Gracias a todos por sus respuestas. Resulta que, como decía Cacho, hoy cuando lo he vuelto a encender y abro de nuevo la bandeja y saco el disco, había otro debajo. Cuando puse el otro, la bandeja quedaba por encima de mi punto de vista y no me percaté de que había otro. Por más que abría la bandeja veía el CD en cuestión, pero no el de debajo, y no se me ocurrió bajo ningún concepto levantarlo, hasta que hoy abro la bandeja para probar con otro, saco el disco y veo los dos. No se me ocurrió que hubiese uno debajo, ya que el otro sonaba bién y no se trababa debido al mayor peso para arrastrar. Disculpenme por mi falta de rigor en las comprobaciones, pero apenas tuve tiempo para comprobar después de verlo.

Atentamente
Josefe17


----------



## Cacho (Feb 18, 2010)

josefe17 dijo:


> ...abro de nuevo la bandeja y saco el disco, había otro debajo.

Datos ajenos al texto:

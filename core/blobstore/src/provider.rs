//! Client registry and blobstore provider.
//!
//! Backends register as named factories; `provide` resolves the configured
//! backend and wraps it in the layers every store gets: the safe-delete
//! decorator and the instrumented wrapper.

use serde_json::Value;
use std::collections::HashMap;
use std::sync::Arc;

use blobshed_common::{Error, Result};
use blobshed_metrics::MetricsHandle;

use crate::client::BlobstoreClient;
use crate::config::{BackendOptions, BlobstoreConfig};
use crate::local::LocalClient;
use crate::memory::MemoryClient;
use crate::null::NullClient;
use crate::s3::S3Client;
use crate::safe_delete::SafeDeleteClient;
use crate::webdav::WebdavClient;
use crate::wrapper::Blobstore;

/// Factory function type for creating backend clients.
pub type ClientFactory = Box<dyn Fn(Value) -> Result<Arc<dyn BlobstoreClient>> + Send + Sync>;

/// Registry for blobstore backend factories.
///
/// Allows dynamic registration and resolution of backends by name and
/// configuration.
pub struct ClientRegistry {
    factories: HashMap<String, ClientFactory>,
}

impl ClientRegistry {
    /// Create a new empty registry.
    pub fn new() -> Self {
        Self {
            factories: HashMap::new(),
        }
    }

    /// Register a backend factory.
    ///
    /// # Errors
    /// - Returns error if the name is already registered
    pub fn register(&mut self, name: impl Into<String>, factory: ClientFactory) -> Result<()> {
        let name = name.into();
        if self.factories.contains_key(&name) {
            return Err(Error::Config(format!(
                "Backend '{}' is already registered",
                name
            )));
        }
        self.factories.insert(name, factory);
        Ok(())
    }

    /// Resolve a backend by name and configuration.
    ///
    /// # Errors
    /// - Backend not registered
    /// - Configuration invalid for the backend
    pub fn resolve(&self, name: &str, config: Value) -> Result<Arc<dyn BlobstoreClient>> {
        let factory = self
            .factories
            .get(name)
            .ok_or_else(|| Error::Config(format!("Backend '{}' is not registered", name)))?;
        factory(config)
    }

    /// Get the list of registered backend names.
    pub fn backends(&self) -> Vec<String> {
        let mut names: Vec<String> = self.factories.keys().cloned().collect();
        names.sort();
        names
    }

    /// Check if a backend is registered.
    pub fn has_backend(&self, name: &str) -> bool {
        self.factories.contains_key(name)
    }
}

impl Default for ClientRegistry {
    fn default() -> Self {
        Self::new()
    }
}

fn parse_config(value: Value) -> Result<BlobstoreConfig> {
    let config: BlobstoreConfig = serde_json::from_value(value)
        .map_err(|e| Error::Config(format!("Invalid blobstore configuration: {}", e)))?;
    config.validate()?;
    Ok(config)
}

/// Create a registry with all built-in backends.
pub fn default_registry() -> ClientRegistry {
    let mut registry = ClientRegistry::new();

    registry
        .register("memory", Box::new(|value| {
            let config = parse_config(value)?;
            Ok(Arc::new(MemoryClient::new(config.root_dir)))
        }))
        .expect("Failed to register memory backend");

    registry
        .register("null", Box::new(|value| {
            parse_config(value)?;
            Ok(Arc::new(NullClient::new()))
        }))
        .expect("Failed to register null backend");

    registry
        .register("local", Box::new(|value| {
            let config = parse_config(value)?;
            let BackendOptions::Local(options) = &config.backend else {
                return Err(Error::Config(
                    "local backend requires local options".to_string(),
                ));
            };
            let base = options.root.join(&config.directory_key);
            Ok(Arc::new(LocalClient::new(base, config.root_dir)?))
        }))
        .expect("Failed to register local backend");

    registry
        .register("webdav", Box::new(|value| {
            let config = parse_config(value)?;
            let BackendOptions::Webdav(options) = &config.backend else {
                return Err(Error::Config(
                    "webdav backend requires webdav options".to_string(),
                ));
            };
            Ok(Arc::new(WebdavClient::new(
                options,
                &config.directory_key,
                config.root_dir.clone(),
            )?))
        }))
        .expect("Failed to register webdav backend");

    registry
        .register("s3", Box::new(|value| {
            let config = parse_config(value)?;
            let BackendOptions::S3(options) = &config.backend else {
                return Err(Error::Config(
                    "s3 backend requires s3 options".to_string(),
                ));
            };
            Ok(Arc::new(S3Client::new(
                options,
                &config.directory_key,
                config.root_dir.clone(),
            )))
        }))
        .expect("Failed to register s3 backend");

    registry
}

/// Build a ready-to-use blobstore from configuration.
///
/// The resolved backend is always wrapped `backend -> safe delete ->
/// instrumented handle`, so every store gets bulk-delete protection and
/// metrics regardless of backend.
pub fn provide(config: &BlobstoreConfig, metrics: MetricsHandle) -> Result<Blobstore> {
    provide_with(&default_registry(), config, metrics)
}

/// Like [`provide`], but resolving through a caller-supplied registry.
pub fn provide_with(
    registry: &ClientRegistry,
    config: &BlobstoreConfig,
    metrics: MetricsHandle,
) -> Result<Blobstore> {
    config.validate()?;
    let value = serde_json::to_value(config)
        .map_err(|e| Error::Serialization(format!("Failed to encode configuration: {}", e)))?;
    let client = registry.resolve(config.backend.name(), value)?;
    let safe = Arc::new(SafeDeleteClient::new(client));
    Ok(Blobstore::new(safe, metrics, config.limits()))
}

#[cfg(test)]
mod tests {
    use super::*;
    use blobshed_common::BlobKey;
    use blobshed_metrics::null_handle;

    fn memory_config(root_dir: Option<&str>) -> BlobstoreConfig {
        BlobstoreConfig {
            directory_key: "packages".to_string(),
            root_dir: root_dir.map(String::from),
            min_size: None,
            max_size: None,
            backend: BackendOptions::Memory,
        }
    }

    #[test]
    fn test_register_and_resolve() {
        let mut registry = ClientRegistry::new();

        registry
            .register("test", Box::new(|_| Ok(Arc::new(MemoryClient::new(None)))))
            .unwrap();

        let client = registry.resolve("test", Value::Null).unwrap();
        assert_eq!(client.backend(), "memory");
    }

    #[test]
    fn test_duplicate_registration_fails() {
        let mut registry = ClientRegistry::new();

        registry
            .register("test", Box::new(|_| Ok(Arc::new(MemoryClient::new(None)))))
            .unwrap();

        let result =
            registry.register("test", Box::new(|_| Ok(Arc::new(MemoryClient::new(None)))));
        assert!(result.is_err());
    }

    #[test]
    fn test_resolve_unknown_fails() {
        let registry = ClientRegistry::new();
        assert!(registry.resolve("unknown", Value::Null).is_err());
    }

    #[test]
    fn test_default_registry_backends() {
        let registry = default_registry();
        for backend in ["webdav", "s3", "local", "memory", "null"] {
            assert!(registry.has_backend(backend), "missing {}", backend);
        }
        assert_eq!(registry.backends().len(), 5);
    }

    #[tokio::test]
    async fn test_provide_builds_working_store() {
        let store = provide(&memory_config(Some("cc")), null_handle()).unwrap();
        let key = BlobKey::parse("abcdef").unwrap();

        store.put(&key, vec![1, 2, 3]).await.unwrap();
        assert_eq!(store.download(&key).await.unwrap(), vec![1, 2, 3]);
        assert_eq!(store.backend(), "memory");
        assert_eq!(store.root_dir(), Some("cc"));
    }

    #[tokio::test]
    async fn test_provide_always_inserts_safe_delete() {
        let store = provide(&memory_config(None), null_handle()).unwrap();

        assert!(matches!(
            store.delete_all().await,
            Err(Error::UnsafeDelete(_))
        ));
    }

    #[test]
    fn test_provide_validates_config() {
        let mut config = memory_config(None);
        config.directory_key = String::new();

        assert!(provide(&config, null_handle()).is_err());
    }

    #[tokio::test]
    async fn test_provide_local_backend() {
        let temp = tempfile::TempDir::new().unwrap();
        let config = BlobstoreConfig {
            directory_key: "packages".to_string(),
            root_dir: Some("cc".to_string()),
            min_size: None,
            max_size: None,
            backend: BackendOptions::Local(crate::config::LocalOptions {
                root: temp.path().to_path_buf(),
            }),
        };

        let store = provide(&config, null_handle()).unwrap();
        let key = BlobKey::parse("abcdef").unwrap();
        store.put(&key, vec![7]).await.unwrap();

        assert!(temp.path().join("packages/cc/ab/cd/abcdef").is_file());
        assert!(store.local());
    }

    #[test]
    fn test_provide_null_backend() {
        let config = BlobstoreConfig {
            directory_key: "stash".to_string(),
            root_dir: None,
            min_size: None,
            max_size: None,
            backend: BackendOptions::Null,
        };

        let store = provide(&config, null_handle()).unwrap();
        assert_eq!(store.backend(), "null");
    }
}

A mí nunca me pasó ni me volverá a pasar
Apuesto a que a vos tampoco te pasa de nuevo.

Saludos


----------



## Limbo (Feb 18, 2010)

Lo siento isotericos, la realidad de la fisica, de nuevo, gana.


----------



## antiworldx (Feb 18, 2010)

jajaja... una vez un cliente, en esas computadoras viejas que usaban discos de 5 1/4, decia que se comia sus discos y sin importar cuantos se comiera, siempre leia lo mismo.
Obviamente eso causo un gran desconcierto en mi analitica deductiva, al ver lo que hacia el cliente, resulta que metia los discos sin sacar el que estaba metido, asi que cuando abri aquello, parecia almacen de disketes...


----------



## Dr. Zoidberg (Feb 18, 2010)

josefe17 dijo:


> Gracias a todos por sus respuestas. Resulta que, como decía Cacho, hoy cuando lo he vuelto a encender y abro de nuevo la bandeja y saco el disco, había otro debajo. Cuando puse el otro, la bandeja quedaba por encima de mi punto de vista y no me percaté de que había otro. Por más que abría la bandeja veía el CD en cuestión, pero no el de debajo, y no se me ocurrió bajo ningún concepto levantarlo, hasta que hoy abro la bandeja para probar con otro, saco el disco y veo los dos. No se me ocurrió que hubiese uno debajo, ya que el otro sonaba bién y no se trababa debido al mayor peso para arrastrar. Disculpenme por mi falta de rigor en las comprobaciones, pero apenas tuve tiempo para comprobar después de verlo.



Luego de esta explicación solo puedo opinar dos cosas:

1- Grande lo suyo CACHO!!!!
2- josefe17: Podés dejar de hacer perder el tiempo a los foristas y llenar el foro de basura con este tipo de consultas? Así que es más fácil mandar una pregunta al foro que mirar la bandeja donde ponés los CD?

En fin....


----------



## Cacho (Feb 18, 2010)

Gracias por el elogio EZ, pero las palmas son para Ockham y su navaja.

Saludos


----------



## Josefe17 (Feb 18, 2010)

Perdona, Ezavalla si te he hecho perder el tiempo por un descuido, lo siento. Como ya he dicho, en ese momento la inverosimilitud del asunto, junto con la falta de tiempo para intentar averiguar el fallo, ya que se trata del equipo de música del salón de actos del instituto, me hizo conjeturar mil cosas menos las más sencillas. Hoy cuando abro la bandeja y saco el CD para cambiarlo, me encuentro con dos. De acuerdo que he actuado sin comprobar antes, pero me quedé tan anonadado y me pareció tan inverosímil que no reparé en plantear aquí mi situación. Perdona de nuevo.

Atentamente
Josefe17


----------



## fernandoae (Feb 18, 2010)

Que cosa eh!


----------